◆ Requirement
Extract every line of the material that holds the string "doneRendering".

== Segment start ==

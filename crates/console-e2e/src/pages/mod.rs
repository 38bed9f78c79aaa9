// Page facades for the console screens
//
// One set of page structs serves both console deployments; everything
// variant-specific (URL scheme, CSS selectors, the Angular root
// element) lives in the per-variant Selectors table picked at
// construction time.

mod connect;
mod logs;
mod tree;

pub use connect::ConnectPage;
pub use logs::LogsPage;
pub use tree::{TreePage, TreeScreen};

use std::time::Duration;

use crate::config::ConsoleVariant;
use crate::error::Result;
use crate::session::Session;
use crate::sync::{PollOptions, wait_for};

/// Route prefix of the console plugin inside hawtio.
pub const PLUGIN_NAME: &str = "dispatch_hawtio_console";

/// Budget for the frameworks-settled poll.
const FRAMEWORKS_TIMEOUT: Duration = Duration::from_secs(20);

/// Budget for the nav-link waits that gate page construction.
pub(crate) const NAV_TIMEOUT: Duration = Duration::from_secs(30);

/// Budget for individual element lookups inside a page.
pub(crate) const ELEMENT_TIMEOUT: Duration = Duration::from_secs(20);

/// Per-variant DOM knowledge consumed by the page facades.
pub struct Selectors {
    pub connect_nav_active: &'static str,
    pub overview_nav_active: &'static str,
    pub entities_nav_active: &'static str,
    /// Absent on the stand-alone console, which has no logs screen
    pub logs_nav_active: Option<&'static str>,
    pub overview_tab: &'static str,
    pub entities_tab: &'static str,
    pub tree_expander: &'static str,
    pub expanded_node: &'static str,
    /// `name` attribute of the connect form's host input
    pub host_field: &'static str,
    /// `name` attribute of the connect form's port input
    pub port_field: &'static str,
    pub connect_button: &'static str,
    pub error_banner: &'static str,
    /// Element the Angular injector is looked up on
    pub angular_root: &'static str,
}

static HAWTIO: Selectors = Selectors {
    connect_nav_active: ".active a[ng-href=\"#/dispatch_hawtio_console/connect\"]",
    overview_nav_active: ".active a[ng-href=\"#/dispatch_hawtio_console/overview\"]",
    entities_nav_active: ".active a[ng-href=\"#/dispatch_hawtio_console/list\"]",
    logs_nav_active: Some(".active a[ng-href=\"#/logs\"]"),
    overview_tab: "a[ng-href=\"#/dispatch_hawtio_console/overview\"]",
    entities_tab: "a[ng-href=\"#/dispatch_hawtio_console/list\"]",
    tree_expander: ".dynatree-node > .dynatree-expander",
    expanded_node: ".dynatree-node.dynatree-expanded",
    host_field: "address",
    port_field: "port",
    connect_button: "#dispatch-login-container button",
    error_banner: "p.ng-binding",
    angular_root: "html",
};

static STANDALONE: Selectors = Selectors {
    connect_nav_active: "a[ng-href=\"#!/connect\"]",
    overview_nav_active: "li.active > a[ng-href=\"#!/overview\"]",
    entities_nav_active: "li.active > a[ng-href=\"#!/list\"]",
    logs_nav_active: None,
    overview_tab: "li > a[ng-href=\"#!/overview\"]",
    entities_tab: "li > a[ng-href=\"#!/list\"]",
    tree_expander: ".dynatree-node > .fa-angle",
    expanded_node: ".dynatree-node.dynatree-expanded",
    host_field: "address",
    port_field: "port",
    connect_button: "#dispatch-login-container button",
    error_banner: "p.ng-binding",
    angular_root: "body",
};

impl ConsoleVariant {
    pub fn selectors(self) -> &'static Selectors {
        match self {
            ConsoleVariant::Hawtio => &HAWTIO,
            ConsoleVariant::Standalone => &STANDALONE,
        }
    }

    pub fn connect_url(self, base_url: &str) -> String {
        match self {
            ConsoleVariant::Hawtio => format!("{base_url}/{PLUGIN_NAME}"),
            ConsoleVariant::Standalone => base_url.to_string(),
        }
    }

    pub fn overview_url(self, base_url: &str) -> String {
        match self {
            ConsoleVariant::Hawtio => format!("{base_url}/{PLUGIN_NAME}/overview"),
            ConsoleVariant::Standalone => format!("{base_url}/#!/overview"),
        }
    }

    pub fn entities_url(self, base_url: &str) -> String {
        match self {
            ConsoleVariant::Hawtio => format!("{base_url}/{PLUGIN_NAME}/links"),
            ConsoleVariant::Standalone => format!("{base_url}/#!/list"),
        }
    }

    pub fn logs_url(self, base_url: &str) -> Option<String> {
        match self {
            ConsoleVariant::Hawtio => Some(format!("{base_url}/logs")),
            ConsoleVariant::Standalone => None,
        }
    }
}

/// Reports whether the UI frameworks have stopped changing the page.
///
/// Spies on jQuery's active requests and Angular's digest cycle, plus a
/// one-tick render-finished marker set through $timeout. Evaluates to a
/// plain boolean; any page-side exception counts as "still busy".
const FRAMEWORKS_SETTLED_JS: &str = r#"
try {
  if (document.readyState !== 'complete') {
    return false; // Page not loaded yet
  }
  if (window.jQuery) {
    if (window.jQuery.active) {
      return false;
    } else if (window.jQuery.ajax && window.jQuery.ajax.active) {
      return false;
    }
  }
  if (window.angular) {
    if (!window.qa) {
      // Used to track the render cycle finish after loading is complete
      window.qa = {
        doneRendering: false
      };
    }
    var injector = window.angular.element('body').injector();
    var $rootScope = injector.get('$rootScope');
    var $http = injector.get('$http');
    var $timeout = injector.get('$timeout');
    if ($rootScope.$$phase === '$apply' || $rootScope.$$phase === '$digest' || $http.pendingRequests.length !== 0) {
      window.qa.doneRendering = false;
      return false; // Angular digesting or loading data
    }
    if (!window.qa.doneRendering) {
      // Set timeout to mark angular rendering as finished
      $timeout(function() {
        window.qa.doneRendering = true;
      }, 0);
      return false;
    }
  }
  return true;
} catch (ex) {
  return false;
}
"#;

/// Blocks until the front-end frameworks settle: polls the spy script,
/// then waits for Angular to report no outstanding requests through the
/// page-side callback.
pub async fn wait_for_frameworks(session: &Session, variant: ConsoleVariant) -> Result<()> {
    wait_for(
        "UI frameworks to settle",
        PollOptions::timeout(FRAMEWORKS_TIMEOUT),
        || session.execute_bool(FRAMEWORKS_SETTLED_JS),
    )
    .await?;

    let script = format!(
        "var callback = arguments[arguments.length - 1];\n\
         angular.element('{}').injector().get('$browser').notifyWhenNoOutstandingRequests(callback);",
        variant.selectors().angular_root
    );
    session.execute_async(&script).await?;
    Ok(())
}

== Segment end ==

◆ Worked solution
        doneRendering: false
      window.qa.doneRendering = false;
    if (!window.qa.doneRendering) {
        window.qa.doneRendering = true;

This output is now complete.